Extracted material Start Marker

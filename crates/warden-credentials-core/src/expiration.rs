// Copyright (c) 2025 Geoffrey Huntley <ghuntley@ghuntley.com>. All rights reserved.
// SPDX-License-Identifier: Proprietary

//! Expiration clock for tokens and leases.
//!
//! A token or lease is either bounded by an absolute instant or never expires.
//! Renewal is due at the midpoint between the last renewal and expiry, which
//! leaves half the lease as margin for engine outages.

use chrono::{DateTime, Duration as ChronoDuration, Utc};
use std::time::Duration;

/// When a token or lease stops being valid.
#[derive(Debug, Clone, Copy, PartialEq, Eq)]
pub enum Expiration {
	At(DateTime<Utc>),
	Never,
}

impl Expiration {
	/// Build from a nullable column value; `None` means the lease never expires.
	pub fn from_option(at: Option<DateTime<Utc>>) -> Self {
		match at {
			Some(at) => Expiration::At(at),
			None => Expiration::Never,
		}
	}

	pub fn as_option(&self) -> Option<DateTime<Utc>> {
		match self {
			Expiration::At(at) => Some(*at),
			Expiration::Never => None,
		}
	}

	pub fn is_finite(&self) -> bool {
		matches!(self, Expiration::At(_))
	}

	/// True when `now` is at or past the expiration instant.
	pub fn is_expired(&self, now: DateTime<Utc>) -> bool {
		match self {
			Expiration::At(at) => now >= *at,
			Expiration::Never => false,
		}
	}

	/// Lifetime left at `now`. Zero once expired, `None` when the lease never expires.
	pub fn remaining(&self, now: DateTime<Utc>) -> Option<Duration> {
		match self {
			Expiration::At(at) => Some((*at - now).to_std().unwrap_or(Duration::ZERO)),
			Expiration::Never => None,
		}
	}
}

/// Expiration for a lease granted at `now` with the given ttl.
///
/// A missing ttl, or a ttl of zero, denotes a lease that never expires.
pub fn expiration_after(now: DateTime<Utc>, ttl: Option<Duration>) -> Expiration {
	match ttl {
		Some(ttl) if !ttl.is_zero() => match ChronoDuration::from_std(ttl) {
			Ok(ttl) => now
				.checked_add_signed(ttl)
				.map(Expiration::At)
				.unwrap_or(Expiration::Never),
			Err(_) => Expiration::Never,
		},
		_ => Expiration::Never,
	}
}

/// The instant a token renewed at `last_renewal` becomes due for renewal again.
///
/// Returns `None` for tokens that never expire; they are never scheduled.
pub fn renewal_due(last_renewal: DateTime<Utc>, expiration: &Expiration) -> Option<DateTime<Utc>> {
	match expiration {
		Expiration::At(at) => {
			if *at <= last_renewal {
				return Some(*at);
			}
			Some(last_renewal + (*at - last_renewal) / 2)
		}
		Expiration::Never => None,
	}
}

#[cfg(test)]
mod tests {
	use super::*;
	use chrono::TimeZone;
	use proptest::prelude::*;

	fn t0() -> DateTime<Utc> {
		Utc.with_ymd_and_hms(2025, 3, 1, 12, 0, 0).unwrap()
	}

	#[test]
	fn midpoint_of_hour_lease() {
		let exp = Expiration::At(t0() + ChronoDuration::hours(1));
		assert_eq!(
			renewal_due(t0(), &exp),
			Some(t0() + ChronoDuration::minutes(30))
		);
	}

	#[test]
	fn never_expiring_token_is_not_scheduled() {
		assert_eq!(renewal_due(t0(), &Expiration::Never), None);
	}

	#[test]
	fn already_expired_token_is_due_at_expiry() {
		let exp = Expiration::At(t0() - ChronoDuration::seconds(5));
		assert_eq!(renewal_due(t0(), &exp), Some(t0() - ChronoDuration::seconds(5)));
	}

	#[test]
	fn zero_ttl_never_expires() {
		assert_eq!(expiration_after(t0(), Some(Duration::ZERO)), Expiration::Never);
		assert_eq!(expiration_after(t0(), None), Expiration::Never);
	}

	#[test]
	fn remaining_saturates_at_zero() {
		let exp = Expiration::At(t0());
		assert_eq!(
			exp.remaining(t0() + ChronoDuration::minutes(1)),
			Some(Duration::ZERO)
		);
		assert!(exp.is_expired(t0()));
		assert_eq!(Expiration::Never.remaining(t0()), None);
	}

	#[test]
	fn option_round_trip() {
		assert_eq!(Expiration::from_option(None), Expiration::Never);
		let at = t0();
		assert_eq!(Expiration::from_option(Some(at)).as_option(), Some(at));
	}

	proptest! {
		#[test]
		fn renewal_is_strictly_before_expiry(ttl_secs in 2u64..10_000_000) {
			let exp = expiration_after(t0(), Some(Duration::from_secs(ttl_secs)));
			let due = renewal_due(t0(), &exp).unwrap();
			prop_assert!(due > t0());
			prop_assert!(Expiration::At(due) != exp);
			prop_assert!(!exp.is_expired(due));
		}

		#[test]
		fn remaining_never_exceeds_ttl(ttl_secs in 1u64..10_000_000, elapsed in 0i64..20_000_000) {
			let exp = expiration_after(t0(), Some(Duration::from_secs(ttl_secs)));
			let now = t0() + ChronoDuration::seconds(elapsed);
			let left = exp.remaining(now).unwrap();
			prop_assert!(left <= Duration::from_secs(ttl_secs));
			prop_assert_eq!(left.is_zero(), exp.is_expired(now));
		}
	}
}
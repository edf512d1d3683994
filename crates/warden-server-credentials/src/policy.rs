// Copyright (c) 2025 Geoffrey Huntley <ghuntley@ghuntley.com>. All rights reserved.
// SPDX-License-Identifier: Proprietary

use chrono::{DateTime, Utc};
use std::time::Duration;

pub const DEFAULT_RETRY_CEILING: u32 = 5;
pub const DEFAULT_BASE_BACKOFF: Duration = Duration::from_secs(5);
pub const DEFAULT_MAX_BACKOFF: Duration = Duration::from_secs(300);
pub const DEFAULT_STALE_CLAIM_AFTER: Duration = Duration::from_secs(120);
pub const DEFAULT_REQUEST_TIMEOUT: Duration = Duration::from_secs(30);

const RETRY_FACTOR: f64 = 2.0;
const MAX_JITTER_FRACTION: f64 = 0.1;

/// Tunables for renewal retries and engine calls.
#[derive(Debug, Clone, PartialEq, Eq)]
pub struct RenewalPolicy {
	/// Failed renewal attempts after which a token is given up and revoked.
	pub retry_ceiling: u32,
	pub base_backoff: Duration,
	pub max_backoff: Duration,
	/// A `maintaining` claim older than this is assumed abandoned.
	pub stale_claim_after: Duration,
	/// Upper bound on every engine call.
	pub request_timeout: Duration,
}

impl Default for RenewalPolicy {
	fn default() -> Self {
		Self {
			retry_ceiling: DEFAULT_RETRY_CEILING,
			base_backoff: DEFAULT_BASE_BACKOFF,
			max_backoff: DEFAULT_MAX_BACKOFF,
			stale_claim_after: DEFAULT_STALE_CLAIM_AFTER,
			request_timeout: DEFAULT_REQUEST_TIMEOUT,
		}
	}
}

impl RenewalPolicy {
	/// Delay before retry number `attempt` (1-based), without jitter.
	pub fn backoff_delay(&self, attempt: u32) -> Duration {
		let exponent = attempt.max(1).saturating_sub(1).min(63) as i32;
		let delay = self.base_backoff.as_secs_f64() * RETRY_FACTOR.powi(exponent);
		let capped = delay.min(self.max_backoff.as_secs_f64());
		Duration::from_secs_f64(capped.max(0.0))
	}

	/// [`backoff_delay`](Self::backoff_delay) plus up to 10% random jitter.
	pub fn jittered_backoff(&self, attempt: u32) -> Duration {
		let delay = self.backoff_delay(attempt);
		delay + delay.mul_f64(fastrand::f64() * MAX_JITTER_FRACTION)
	}

	/// When a failed attempt number `attempt` may be retried.
	pub fn next_attempt_at(&self, now: DateTime<Utc>, attempt: u32) -> DateTime<Utc> {
		now.checked_add_signed(to_chrono(self.jittered_backoff(attempt)))
			.unwrap_or(DateTime::<Utc>::MAX_UTC)
	}

	/// Claims taken at or before this instant are abandoned.
	pub fn stale_before(&self, now: DateTime<Utc>) -> DateTime<Utc> {
		now.checked_sub_signed(to_chrono(self.stale_claim_after))
			.unwrap_or(DateTime::<Utc>::MIN_UTC)
	}

	pub fn is_exhausted(&self, attempts: u32) -> bool {
		attempts >= self.retry_ceiling
	}
}

pub(crate) fn to_chrono(duration: Duration) -> chrono::Duration {
	chrono::Duration::from_std(duration).unwrap_or(chrono::Duration::MAX)
}

#[cfg(test)]
mod tests {
	use super::*;
	use proptest::prelude::*;

	#[test]
	fn backoff_doubles_until_capped() {
		let policy = RenewalPolicy::default();
		assert_eq!(policy.backoff_delay(1), Duration::from_secs(5));
		assert_eq!(policy.backoff_delay(2), Duration::from_secs(10));
		assert_eq!(policy.backoff_delay(3), Duration::from_secs(20));
		assert_eq!(policy.backoff_delay(7), Duration::from_secs(300));
		assert_eq!(policy.backoff_delay(1000), Duration::from_secs(300));
	}

	#[test]
	fn attempt_zero_is_treated_as_first() {
		let policy = RenewalPolicy::default();
		assert_eq!(policy.backoff_delay(0), policy.backoff_delay(1));
	}

	#[test]
	fn ceiling_is_inclusive() {
		let policy = RenewalPolicy::default();
		assert!(!policy.is_exhausted(4));
		assert!(policy.is_exhausted(5));
	}

	proptest! {
		#[test]
		fn jitter_stays_within_ten_percent(attempt in 1u32..20) {
			let policy = RenewalPolicy::default();
			let base = policy.backoff_delay(attempt);
			let jittered = policy.jittered_backoff(attempt);
			prop_assert!(jittered >= base);
			prop_assert!(jittered <= base + base.mul_f64(MAX_JITTER_FRACTION));
		}
	}
}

Extracted material End Marker

Work to be completed — The answer must hold exactly the lines of the entries above, from the first line through the line that contains "stops being valid.", and no others.

Exercise solution —
filename crates/warden-credentials-core/src/expiration.rs
// Copyright (c) 2025 Geoffrey Huntley <ghuntley@ghuntley.com>. All rights reserved.
// SPDX-License-Identifier: Proprietary

//! Expiration clock for tokens and leases.
//!
//! A token or lease is either bounded by an absolute instant or never expires.
//! Renewal is due at the midpoint between the last renewal and expiry, which
//! leaves half the lease as margin for engine outages.

use chrono::{DateTime, Duration as ChronoDuration, Utc};
use std::time::Duration;

/// When a token or lease stops being valid.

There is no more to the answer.